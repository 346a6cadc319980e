//! Field access and comparison over the JSON form of entities.

use crate::error::{Result, StoreError};
use crate::types::Entity;
use serde_json::{Map, Value};
use std::cmp::Ordering;

static NULL: Value = Value::Null;

/// Serialize an entity into its object form.
pub fn to_object<T: Entity>(entity: &T) -> Result<Map<String, Value>> {
    match serde_json::to_value(entity)? {
        Value::Object(map) => Ok(map),
        other => Err(StoreError::NotAnObject(type_name(&other).to_string())),
    }
}

/// Decode an object back into an entity.
pub fn from_object<T: Entity>(object: Map<String, Value>) -> Result<T> {
    serde_json::from_value(Value::Object(object))
        .map_err(|e| StoreError::Deserialization(e.to_string()))
}

/// Field of an object; missing fields read as `null`.
pub fn field<'a>(object: &'a Map<String, Value>, name: &str) -> &'a Value {
    object.get(name).unwrap_or(&NULL)
}

/// Storage key for an identity value.
///
/// Returns `None` for values that do not carry an identity: `null`, empty
/// strings, arrays and objects.
pub fn key_of(value: &Value) -> Option<String> {
    match value {
        Value::String(s) if s.is_empty() => None,
        Value::String(s) => Some(s.clone()),
        Value::Number(n) => Some(n.to_string()),
        Value::Bool(b) => Some(b.to_string()),
        _ => None,
    }
}

/// Equality used by `eq`, `neq` and `in`. Numbers compare by value.
pub fn values_equal(a: &Value, b: &Value) -> bool {
    match (a, b) {
        (Value::Number(x), Value::Number(y)) => match (x.as_f64(), y.as_f64()) {
            (Some(x), Some(y)) => x == y,
            _ => x == y,
        },
        _ => a == b,
    }
}

/// Ordering between two scalars of the same kind.
///
/// Mixed kinds and non-scalars are incomparable, so range filters over them
/// never match.
pub fn compare_values(a: &Value, b: &Value) -> Option<Ordering> {
    match (a, b) {
        (Value::Number(x), Value::Number(y)) => x.as_f64()?.partial_cmp(&y.as_f64()?),
        (Value::String(x), Value::String(y)) => Some(x.cmp(y)),
        (Value::Bool(x), Value::Bool(y)) => Some(x.cmp(y)),
        (Value::Null, Value::Null) => Some(Ordering::Equal),
        _ => None,
    }
}

/// Total order used for sorting.
///
/// Same-kind scalars use [`compare_values`]; everything else is ranked by
/// kind (null < bool < number < string < array < object) and otherwise tied.
pub fn sort_order(a: &Value, b: &Value) -> Ordering {
    compare_values(a, b).unwrap_or_else(|| kind_rank(a).cmp(&kind_rank(b)))
}

/// Text form used by `contains`.
pub fn to_text(value: &Value) -> String {
    match value {
        Value::String(s) => s.clone(),
        Value::Null => "null".to_string(),
        other => other.to_string(),
    }
}

fn kind_rank(value: &Value) -> u8 {
    match value {
        Value::Null => 0,
        Value::Bool(_) => 1,
        Value::Number(_) => 2,
        Value::String(_) => 3,
        Value::Array(_) => 4,
        Value::Object(_) => 5,
    }
}

fn type_name(value: &Value) -> &'static str {
    match value {
        Value::Null => "null",
        Value::Bool(_) => "bool",
        Value::Number(_) => "number",
        Value::String(_) => "string",
        Value::Array(_) => "array",
        Value::Object(_) => "object",
    }
}
//! Store configuration.

use crate::error::ValidationError;
use crate::persistence::{Codec, KeyValueStore};
use crate::query::Comparator;
use crate::source::DataSource;
use serde_json::Value;
use std::cmp::Ordering;
use std::sync::Arc;
use std::time::Duration;

/// Validation hook run by `create` and `update` before committing.
pub type Validator<T> = Arc<dyn Fn(&T) -> Result<(), ValidationError> + Send + Sync>;

/// Identifier generator used when a created entity has no identity.
pub type IdGenerator = Arc<dyn Fn() -> String + Send + Sync>;

/// Maps a raw data-source record before it is decoded.
pub type Transform = Arc<dyn Fn(Value) -> Value + Send + Sync>;

/// Store configuration.
pub struct StoreConfig<T> {
    /// Store name, used for events, logs and the persistence key.
    pub name: String,

    /// Identifying field. Default: `"id"`.
    pub id_field: String,

    /// Seed entities, used when nothing was persisted.
    pub initial_data: Vec<T>,

    /// Write the entity list through to `key_value_store`.
    pub persistent: bool,

    /// Prefix of the persistence key.
    pub persist_key: Option<String>,

    /// Format of persisted data. Default: JSON.
    pub codec: Codec,

    /// Backing store for persistence. An in-memory store is used when
    /// persistence is on and none is given.
    pub key_value_store: Option<Arc<dyn KeyValueStore>>,

    /// Mirror every event to `tracing`.
    pub debug: bool,

    /// Age after which fetched data is reported stale.
    pub ttl: Option<Duration>,

    pub validate: Option<Validator<T>>,

    pub id_generator: Option<IdGenerator>,

    /// Replaces field comparison when a sort is set.
    pub comparator: Option<Comparator<T>>,

    pub transform: Option<Transform>,

    pub data_source: Option<Arc<dyn DataSource>>,
}

impl<T> StoreConfig<T> {
    pub fn new(name: impl Into<String>) -> Self {
        Self {
            name: name.into(),
            id_field: "id".to_string(),
            initial_data: Vec::new(),
            persistent: false,
            persist_key: None,
            codec: Codec::default(),
            key_value_store: None,
            debug: false,
            ttl: None,
            validate: None,
            id_generator: None,
            comparator: None,
            transform: None,
            data_source: None,
        }
    }

    pub fn id_field(mut self, field: impl Into<String>) -> Self {
        self.id_field = field.into();
        self
    }

    pub fn initial_data(mut self, data: Vec<T>) -> Self {
        self.initial_data = data;
        self
    }

    /// Enable persistence through `backend`.
    pub fn persist_to(mut self, backend: Arc<dyn KeyValueStore>) -> Self {
        self.persistent = true;
        self.key_value_store = Some(backend);
        self
    }

    pub fn persist_key(mut self, key: impl Into<String>) -> Self {
        self.persist_key = Some(key.into());
        self
    }

    pub fn codec(mut self, codec: Codec) -> Self {
        self.codec = codec;
        self
    }

    pub fn debug(mut self, debug: bool) -> Self {
        self.debug = debug;
        self
    }

    pub fn ttl(mut self, ttl: Duration) -> Self {
        self.ttl = Some(ttl);
        self
    }

    pub fn validate<F>(mut self, hook: F) -> Self
    where
        F: Fn(&T) -> Result<(), ValidationError> + Send + Sync + 'static,
    {
        self.validate = Some(Arc::new(hook));
        self
    }

    pub fn id_generator<F>(mut self, generator: F) -> Self
    where
        F: Fn() -> String + Send + Sync + 'static,
    {
        self.id_generator = Some(Arc::new(generator));
        self
    }

    pub fn comparator<F>(mut self, comparator: F) -> Self
    where
        F: Fn(&T, &T) -> Ordering + Send + Sync + 'static,
    {
        self.comparator = Some(Arc::new(comparator));
        self
    }

    pub fn transform<F>(mut self, transform: F) -> Self
    where
        F: Fn(Value) -> Value + Send + Sync + 'static,
    {
        self.transform = Some(Arc::new(transform));
        self
    }

    pub fn data_source(mut self, source: impl DataSource + 'static) -> Self {
        self.data_source = Some(Arc::new(source));
        self
    }
}

/// Default identifier generator: random UUID v4.
pub fn generate_id() -> String {
    uuid::Uuid::new_v4().to_string()
}
//! CRUD, batch and fetch operations.
//!
//! Every public mutation holds a loading guard for its duration, records
//! failures as the store's last error, and emits exactly one lifecycle event
//! per visible change.

use super::{Store, StoreInner};
use crate::error::{CrudResult, ErrorCode, OperationError, Result, StoreError};
use crate::events::{EventKind, EventPayload};
use crate::query::values::{field, from_object, key_of, to_object};
use crate::source::DataSource;
use crate::types::{BatchFailure, BatchResult, Entity, Patch, QueryParams, Timestamp, UpdateRequest};
use serde_json::Value;

impl<T: Entity> Store<T> {
    /// Validate and insert an entity, generating an identity when it has
    /// none. An entity whose identity already exists replaces it in place.
    pub fn create(&self, item: T) -> CrudResult<T> {
        let _loading = self.inner.begin_loading();
        match self.inner.create_entity(item) {
            Ok(entity) => {
                self.inner
                    .committed(EventKind::Created, EventPayload::Entity(entity.clone()));
                Ok(entity)
            }
            Err(e) => Err(self.inner.fail(ErrorCode::CreateError, e)),
        }
    }

    /// Look up one entity. No events, no error state.
    pub fn read(&self, id: &str) -> CrudResult<T> {
        self.get_by_id(id).ok_or_else(|| {
            OperationError::new(ErrorCode::ReadError, StoreError::NotFound(id.to_string()).to_string())
        })
    }

    /// Shallow-merge `updates` over the current entity, validate, commit.
    pub fn update(&self, id: &str, updates: Patch) -> CrudResult<T> {
        self.update_checked(id, updates, None)
    }

    /// Like [`update`](Self::update), but only if the entity is still at
    /// `expected_version`.
    pub fn update_if_version(&self, id: &str, updates: Patch, expected_version: u64) -> CrudResult<T> {
        self.update_checked(id, updates, Some(expected_version))
    }

    fn update_checked(&self, id: &str, updates: Patch, expected: Option<u64>) -> CrudResult<T> {
        let _loading = self.inner.begin_loading();
        match self.inner.update_entity(id, updates, expected) {
            Ok(entity) => {
                self.inner
                    .committed(EventKind::Updated, EventPayload::Entity(entity.clone()));
                Ok(entity)
            }
            Err(e) => Err(self.inner.fail(ErrorCode::UpdateError, e)),
        }
    }

    /// Remove an entity, returning it.
    pub fn delete(&self, id: &str) -> CrudResult<T> {
        let _loading = self.inner.begin_loading();
        match self.inner.delete_entity(id) {
            Ok(entity) => {
                self.inner
                    .committed(EventKind::Deleted, EventPayload::Entity(entity.clone()));
                Ok(entity)
            }
            Err(e) => Err(self.inner.fail(ErrorCode::DeleteError, e)),
        }
    }

    /// Create each item in order. Failures do not stop the batch.
    pub fn create_many(&self, items: impl IntoIterator<Item = T>) -> BatchResult<T> {
        let _loading = self.inner.begin_loading();
        let mut result = BatchResult::new();

        for item in items {
            match self.create(item.clone()) {
                Ok(entity) => result.succeeded.push(entity),
                Err(error) => result.failed.push(BatchFailure { item, error }),
            }
        }
        result
    }

    /// Apply each update in order, then emit one batch event with the
    /// entities that were updated.
    pub fn update_many(
        &self,
        updates: impl IntoIterator<Item = UpdateRequest>,
    ) -> BatchResult<T, UpdateRequest> {
        let _loading = self.inner.begin_loading();
        let mut result = BatchResult::new();

        for request in updates {
            match self.update(&request.id, request.data.clone()) {
                Ok(entity) => result.succeeded.push(entity),
                Err(error) => result.failed.push(BatchFailure { item: request, error }),
            }
        }

        self.inner.emit(
            EventKind::BatchUpdated,
            EventPayload::Entities(result.succeeded.clone()),
        );
        result
    }

    /// Delete each id in order. Succeeded ids are reported back.
    pub fn delete_many<I, S>(&self, ids: I) -> BatchResult<String>
    where
        I: IntoIterator<Item = S>,
        S: Into<String>,
    {
        let _loading = self.inner.begin_loading();
        let mut result = BatchResult::new();

        for id in ids {
            let id = id.into();
            match self.delete(&id) {
                Ok(_) => result.succeeded.push(id),
                Err(error) => result.failed.push(BatchFailure { item: id, error }),
            }
        }
        result
    }

    /// Merge `params` into the query state and, with a data source
    /// configured, reload the table from it.
    pub fn fetch(&self, params: QueryParams) -> CrudResult<()> {
        self.inner.query.write().apply_params(params);

        let Some(source) = self.inner.data_source.clone() else {
            return Ok(());
        };

        let _loading = self.inner.begin_loading();
        let query = self.inner.query.read().to_params();
        match self.inner.load_from(source.as_ref(), &query) {
            Ok(count) => {
                tracing::debug!(store = %self.inner.name, count, "fetched entities");
                {
                    let mut status = self.inner.status.lock();
                    status.last_fetch = Some(Timestamp::now());
                    status.last_error = None;
                }
                self.inner.persist();
                Ok(())
            }
            Err(e) => Err(self.inner.fail(ErrorCode::ReadError, e)),
        }
    }

    /// Fetch again with the current query state.
    pub fn refresh(&self) -> CrudResult<()> {
        self.fetch(QueryParams::default())
    }
}

impl<T: Entity> StoreInner<T> {
    fn create_entity(&self, item: T) -> Result<T> {
        self.run_validation(&item)?;

        let mut fields = to_object(&item)?;
        let (key, entity, fields) = match key_of(field(&fields, &self.id_field)) {
            Some(key) => (key, item, fields),
            None => {
                let key = self.next_id()?;
                fields.insert(self.id_field.clone(), Value::String(key.clone()));
                let entity: T = from_object(fields)?;
                let fields = to_object(&entity)?;
                (key, entity, fields)
            }
        };

        self.table.write().put(key, entity.clone(), fields);
        Ok(entity)
    }

    fn update_entity(&self, id: &str, updates: Patch, expected: Option<u64>) -> Result<T> {
        self.check_identity(id, &updates)?;

        let (mut merged, version) = {
            let table = self.table.read();
            let entry = table
                .entry(id)
                .ok_or_else(|| StoreError::NotFound(id.to_string()))?;
            (entry.fields.clone(), entry.version)
        };
        if let Some(expected) = expected {
            if expected != version {
                return Err(StoreError::VersionConflict {
                    id: id.to_string(),
                    expected,
                    actual: version,
                });
            }
        }

        merged.extend(updates);
        let entity: T = from_object(merged)?;
        self.run_validation(&entity)?;
        let fields = to_object(&entity)?;

        {
            // The entity may have moved on while the hook ran.
            let mut table = self.table.write();
            match table.version(id) {
                None => return Err(StoreError::NotFound(id.to_string())),
                Some(actual) if actual != version => {
                    return Err(StoreError::VersionConflict {
                        id: id.to_string(),
                        expected: version,
                        actual,
                    })
                }
                Some(_) => {}
            }
            table.put(id.to_string(), entity.clone(), fields);
        }

        Ok(entity)
    }

    fn delete_entity(&self, id: &str) -> Result<T> {
        let removed = self
            .table
            .write()
            .remove(id)
            .ok_or_else(|| StoreError::NotFound(id.to_string()))?;
        Ok(removed.entity)
    }

    /// Pull records from `source`, decode them and swap them in.
    fn load_from(&self, source: &dyn DataSource, query: &QueryParams) -> Result<usize> {
        let entities = source
            .fetch(query)?
            .into_iter()
            .map(|raw| {
                let raw = match &self.transform {
                    Some(transform) => transform(raw),
                    None => raw,
                };
                serde_json::from_value::<T>(raw).map_err(|e| StoreError::Deserialization(e.to_string()))
            })
            .collect::<Result<Vec<T>>>()?;

        let count = entities.len();
        self.table.write().replace_all(entities)?;
        Ok(count)
    }
}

++++++++++++++++++++

Your reply must be one number, namely the count of lines above that hold the string "when".

- [Your response] 5